Records shown:
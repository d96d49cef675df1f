use async_trait::async_trait;
use vantage_core::error::CoreError;
use vantage_core::markings::{MarkingDefinition, SharingCeiling};
use vantage_db::repositories::{MarkingDefinitionRepo, SettingsRepo};
use vantage_db::DbPool;
use vantage_widgets::SharingPolicy;

use super::storage_error;

/// Sharing ceiling stored in `platform_settings.data_sharing_max_markings`.
pub struct PgSharingPolicy {
    pool: DbPool,
}

impl PgSharingPolicy {
    pub fn new(pool: DbPool) -> Self {
        Self { pool }
    }
}

#[async_trait]
impl SharingPolicy for PgSharingPolicy {
    async fn max_markings(&self) -> Result<SharingCeiling, CoreError> {
        let ids = SettingsRepo::max_markings(&self.pool)
            .await
            .map_err(storage_error)?;
        if ids.is_empty() {
            return Ok(SharingCeiling::Unrestricted);
        }
        // Ceiling ids whose definition was deleted drop out here; the
        // ceiling stays configured and caps whatever still resolves.
        let rows = MarkingDefinitionRepo::find_by_standard_ids(&self.pool, &ids)
            .await
            .map_err(storage_error)?;
        if rows.len() < ids.len() {
            tracing::warn!(
                configured = ids.len(),
                resolved = rows.len(),
                "Sharing ceiling references deleted marking definitions"
            );
        }
        Ok(SharingCeiling::Markings(
            rows.into_iter().map(MarkingDefinition::from).collect(),
        ))
    }
}
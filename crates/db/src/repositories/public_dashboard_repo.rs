//! Repository for the `public_dashboards` table.

use sqlx::types::Json;
use sqlx::PgPool;
use vantage_core::access::ALL_MEMBERS;
use vantage_core::types::DbId;

use crate::models::public_dashboard::{
    CreatePublicDashboard, PublicDashboard, PublicDashboardListQuery, UpdatePublicDashboard,
};

const COLUMNS: &str = "\
    id, uri_key, name, description, dashboard_id, private_manifest, \
    public_manifest, allowed_markings_ids, authorized_members, user_id, \
    created_at, updated_at";

/// Visibility predicate over `authorized_members`.
///
/// `$1` is the platform-admin bypass flag, `$2` the caller's user id as text.
const ACCESS_CLAUSE: &str = "\
    ($1 OR authorized_members @> jsonb_build_array(jsonb_build_object('id', $2::text)) \
     OR authorized_members @> jsonb_build_array(jsonb_build_object('id', $3::text)))";

/// Provides CRUD operations for public dashboards.
pub struct PublicDashboardRepo;

impl PublicDashboardRepo {
    /// Insert a prepared dashboard, returning the created row.
    ///
    /// A duplicate `uri_key` fails on `uq_public_dashboards_uri_key`.
    pub async fn create(
        pool: &PgPool,
        input: &CreatePublicDashboard,
    ) -> Result<PublicDashboard, sqlx::Error> {
        let query = format!(
            "INSERT INTO public_dashboards
                (uri_key, name, description, dashboard_id, private_manifest,
                 public_manifest, allowed_markings_ids, authorized_members, user_id)
             VALUES ($1, $2, $3, $4, $5, $6, $7, $8, $9)
             RETURNING {COLUMNS}"
        );
        sqlx::query_as::<_, PublicDashboard>(&query)
            .bind(&input.uri_key)
            .bind(&input.name)
            .bind(&input.description)
            .bind(input.dashboard_id)
            .bind(&input.private_manifest)
            .bind(&input.public_manifest)
            .bind(&input.allowed_markings_ids)
            .bind(Json(&input.authorized_members))
            .bind(input.user_id)
            .fetch_one(pool)
            .await
    }

    pub async fn find_by_id(
        pool: &PgPool,
        id: DbId,
    ) -> Result<Option<PublicDashboard>, sqlx::Error> {
        let query = format!("SELECT {COLUMNS} FROM public_dashboards WHERE id = $1");
        sqlx::query_as::<_, PublicDashboard>(&query)
            .bind(id)
            .fetch_optional(pool)
            .await
    }

    /// Exact match on the public key. No access filtering: this lookup is
    /// the entry point of anonymous reads.
    pub async fn find_by_uri_key(
        pool: &PgPool,
        uri_key: &str,
    ) -> Result<Option<PublicDashboard>, sqlx::Error> {
        let query = format!("SELECT {COLUMNS} FROM public_dashboards WHERE uri_key = $1");
        sqlx::query_as::<_, PublicDashboard>(&query)
            .bind(uri_key)
            .fetch_optional(pool)
            .await
    }

    /// Dashboards the caller may view, newest first.
    pub async fn list_accessible(
        pool: &PgPool,
        user_id: DbId,
        is_admin: bool,
        params: &PublicDashboardListQuery,
    ) -> Result<Vec<PublicDashboard>, sqlx::Error> {
        let limit = params.limit.unwrap_or(50).clamp(1, 500);
        let offset = params.offset.unwrap_or(0).max(0);
        let query = format!(
            "SELECT {COLUMNS} FROM public_dashboards
             WHERE {ACCESS_CLAUSE}
               AND ($4::text IS NULL OR name ILIKE '%' || $4 || '%')
             ORDER BY created_at DESC, id DESC
             LIMIT $5 OFFSET $6"
        );
        sqlx::query_as::<_, PublicDashboard>(&query)
            .bind(is_admin)
            .bind(user_id.to_string())
            .bind(ALL_MEMBERS)
            .bind(&params.search)
            .bind(limit)
            .bind(offset)
            .fetch_all(pool)
            .await
    }

    /// Total for [`Self::list_accessible`] ignoring pagination.
    pub async fn count_accessible(
        pool: &PgPool,
        user_id: DbId,
        is_admin: bool,
        search: Option<&str>,
    ) -> Result<i64, sqlx::Error> {
        let query = format!(
            "SELECT COUNT(*)::BIGINT FROM public_dashboards
             WHERE {ACCESS_CLAUSE}
               AND ($4::text IS NULL OR name ILIKE '%' || $4 || '%')"
        );
        sqlx::query_scalar::<_, i64>(&query)
            .bind(is_admin)
            .bind(user_id.to_string())
            .bind(ALL_MEMBERS)
            .bind(search)
            .fetch_one(pool)
            .await
    }

    /// Apply name/uri_key changes. Returns `None` if no row with `id` exists.
    pub async fn update(
        pool: &PgPool,
        id: DbId,
        input: &UpdatePublicDashboard,
    ) -> Result<Option<PublicDashboard>, sqlx::Error> {
        let query = format!(
            "UPDATE public_dashboards SET
                name = COALESCE($2, name),
                uri_key = COALESCE($3, uri_key)
             WHERE id = $1
             RETURNING {COLUMNS}"
        );
        sqlx::query_as::<_, PublicDashboard>(&query)
            .bind(id)
            .bind(&input.name)
            .bind(&input.uri_key)
            .fetch_optional(pool)
            .await
    }

    /// Permanently delete. Returns `true` if a row was removed.
    pub async fn delete(pool: &PgPool, id: DbId) -> Result<bool, sqlx::Error> {
        let result = sqlx::query("DELETE FROM public_dashboards WHERE id = $1")
            .bind(id)
            .execute(pool)
            .await?;
        Ok(result.rows_affected() > 0)
    }
}
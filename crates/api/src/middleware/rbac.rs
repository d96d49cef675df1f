//! Role-based access control (RBAC) extractors.
//!
//! Each extractor wraps [`AuthUser`] and rejects requests whose role does not
//! meet the minimum requirement. Per-dashboard rights (authorized members)
//! are checked in the handlers on top of these.

use axum::extract::FromRequestParts;
use axum::http::request::Parts;
use vantage_core::error::CoreError;
use vantage_core::roles::{ROLE_ADMIN, ROLE_PUBLISHER};

use super::auth::AuthUser;
use crate::error::AppError;
use crate::state::AppState;

impl AuthUser {
    /// Platform administrators bypass authorized-member lists.
    pub fn is_admin(&self) -> bool {
        self.role == ROLE_ADMIN
    }
}

/// Requires `publisher` or `admin` role. Rejects with 403 Forbidden otherwise.
///
/// ```ignore
/// async fn publish(RequirePublisher(user): RequirePublisher) -> AppResult<Json<()>> {
///     Ok(Json(()))
/// }
/// ```
pub struct RequirePublisher(pub AuthUser);

impl FromRequestParts<AppState> for RequirePublisher {
    type Rejection = AppError;

    async fn from_request_parts(
        parts: &mut Parts,
        state: &AppState,
    ) -> Result<Self, Self::Rejection> {
        let user = AuthUser::from_request_parts(parts, state).await?;
        if !user.is_admin() && user.role != ROLE_PUBLISHER {
            return Err(AppError::Core(CoreError::Forbidden(
                "Publisher or Admin role required".into(),
            )));
        }
        Ok(RequirePublisher(user))
    }
}

/// Requires any authenticated user (any valid role).
pub struct RequireAuth(pub AuthUser);

impl FromRequestParts<AppState> for RequireAuth {
    type Rejection = AppError;

    async fn from_request_parts(
        parts: &mut Parts,
        state: &AppState,
    ) -> Result<Self, Self::Rejection> {
        let user = AuthUser::from_request_parts(parts, state).await?;
        Ok(RequireAuth(user))
    }
}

Assignment:
Reproduce exactly every line that sits between the start of the entries and the line bearing "use super::storage_error;", counting both of those lines.

Solved problem:
repository d96d49cef675df1f
use async_trait::async_trait;
use vantage_core::error::CoreError;
use vantage_core::markings::{MarkingDefinition, SharingCeiling};
use vantage_db::repositories::{MarkingDefinitionRepo, SettingsRepo};
use vantage_db::DbPool;
use vantage_widgets::SharingPolicy;

use super::storage_error;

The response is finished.